Bundesgerichtshof
Urt. v. 27.04.1970, Az.: III ZR 49/69
Ersatz von Aufwendungen für die Beseitigung von Ölschäden; Lastwagenunfall während der Ausübung eines Dienstes bei befugter Fahrzeugbenutzung durch einen Soldaten; Manöver amerikanischer Streitkräfte
Bibliographie
- Gericht
- BGH
- Datum
- 27.04.1970
- Aktenzeichen
- III ZR 49/69
- Entscheidungsform
- Urteil
- Referenz
- WKRS 1970, 11161
- Entscheidungsname
- [keine Angabe]
- ECLI
- [keine Angabe]
Verfahrensgang
- vorgehend
- OLG Koblenz - 05.02.1969
Rechtsgrundlagen
- Art. VIII NATO-Truppenstatut
- § 97 ZPO
- § 839 BGB
- Art. 34 GG
Fundstellen
- BGHZ 54, 21 - 29
- DVBl 1970, 499-500 (Volltext mit amtl. LS)
- DÖV 1970, 561-563 (Volltext mit amtl. LS)

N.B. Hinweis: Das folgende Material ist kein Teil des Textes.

use super::ConfigError;
use std::path::PathBuf;

pub const DEFAULT_RUNNER_BIN: &str = "playbook-runner";
pub const DEFAULT_TARGET_HOSTS: &str = "localhost,127.0.0.1";

const STATE_ROOT_VAR: &str = "PROVISIOND_STATE_ROOT";

/// Startup configuration, read once from the environment. The region, queue
/// locator and key-pair name are owned by the deployment that installs the
/// service; the rest are local overrides with defaults.
#[derive(Debug, Clone, PartialEq, Eq)]
pub struct Settings {
    pub region: String,
    pub queue_url: String,
    pub key_name: String,
    pub state_root: PathBuf,
    pub runner_bin: String,
    pub target_hosts: String,
}

impl Settings {
    pub fn from_env() -> Result<Self, ConfigError> {
        Self::from_lookup(|name| std::env::var(name).ok())
    }

    pub fn from_lookup<F>(lookup: F) -> Result<Self, ConfigError>
    where
        F: Fn(&str) -> Option<String>,
    {
        let region = required(&lookup, "AWS_REGION")?;
        let queue_url = required(&lookup, "AWS_SQS_URL")?;
        let key_name = required(&lookup, "STACKNAME")?;
        validate_key_name(&key_name)?;

        let state_root = PathBuf::from(
            optional(&lookup, STATE_ROOT_VAR).unwrap_or_else(|| ".".to_string()),
        );
        let runner_bin = optional(&lookup, "PROVISIOND_RUNNER_BIN")
            .unwrap_or_else(|| DEFAULT_RUNNER_BIN.to_string());

        Ok(Self {
            region,
            queue_url,
            key_name,
            state_root,
            runner_bin,
            target_hosts: DEFAULT_TARGET_HOSTS.to_string(),
        })
    }

    /// The state root is also needed before settings parse, so the crash
    /// page has somewhere to go when required variables are missing.
    pub fn state_root_from_env() -> PathBuf {
        std::env::var(STATE_ROOT_VAR)
            .ok()
            .filter(|value| !value.trim().is_empty())
            .map(PathBuf::from)
            .unwrap_or_else(|| PathBuf::from("."))
    }
}

fn required<F>(lookup: &F, name: &str) -> Result<String, ConfigError>
where
    F: Fn(&str) -> Option<String>,
{
    match lookup(name) {
        Some(value) if !value.trim().is_empty() => Ok(value.trim().to_string()),
        Some(_) => Err(ConfigError::EmptyVar {
            name: name.to_string(),
        }),
        None => Err(ConfigError::MissingVar {
            name: name.to_string(),
        }),
    }
}

fn optional<F>(lookup: &F, name: &str) -> Option<String>
where
    F: Fn(&str) -> Option<String>,
{
    lookup(name)
        .map(|value| value.trim().to_string())
        .filter(|value| !value.is_empty())
}

fn validate_key_name(value: &str) -> Result<(), ConfigError> {
    if value
        .chars()
        .all(|ch| ch.is_ascii_alphanumeric() || ch == '-' || ch == '_')
    {
        return Ok(());
    }
    Err(ConfigError::InvalidVar {
        name: "STACKNAME".to_string(),
        reason: "key name must use only ASCII letters, digits, '-' or '_'".to_string(),
    })
}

- MDR 1970, 663 (Volltext mit amtl. LS)
- NJW 1970, 1416-1418 (Volltext mit amtl. LS) "Kostenentscheidung bei Rechtsmitteln"
- VersR 1970, 638-640 (Volltext mit red. LS)
- VerwRspr 21, 803 - 808
Amtlicher Leitsatz
- 1.
Greift die Polizeibehörde im Wege der Ersatzvornahme ein, wenn bei einem Manöver der amerikanischen Streitkräfte durch auslaufendes Öl das Grundwasser zu verseuchen droht, dann kann die Polizeibehörde den öffentlich-rechtlichen Anspruch auf Erstattung ihrer Kosten nach Art. VIII Abs. 5 des NATO-Truppenstatuts gegenüber der Bundesrepublik vor den ordentlichen Gerichten geltend machen.
- 2.
Hat das LG den Anspruch dem Grunde nach für gerechtfertigt erklärt, aber das OLG die Klage abgewiesen und führt die Revision des Klägers dazu, daß unter Aufhebung des oberlandesgerichtlichen Urteils die Berufung des Beklagten zurückgewiesen wird, dann hat das Revisionsgericht dem Beklagten die Kosten beider Rechtsmittel aufzuerlegen.
Der III. Zivilsenat des Bundesgerichtshofs hat
auf die mündliche Verhandlung vom 27. April 1970
unter Mitwirkung des Senatspräsidenten Hubert Meyer sowie
der Bundesrichter Dr. Arndt, Dr. Beyer, Keßler und Dunz
für Recht erkannt:
Tenor:
Auf die Revision des Klägers wird das Urteil des 1. Zivilsenats des Oberlandesgerichts Koblenz vom 5. Februar 1969 aufgehoben.
Die Berufung der Beklagten gegen das Grundurteil der 2. Zivilkammer des Landgerichts Trier vom 1. März 1967 wird zurückgewiesen.
Die Beklagte hat die Kosten der Rechtsmittel zu tragen.
Tatbestand
Der klagende Landkreis verlangt von der Bundesrepublik Ersatz von Aufwendungen für die Beseitigung von Ölschäden, die bei einem Manöver der amerikanischen Streitkräfte entstanden sind.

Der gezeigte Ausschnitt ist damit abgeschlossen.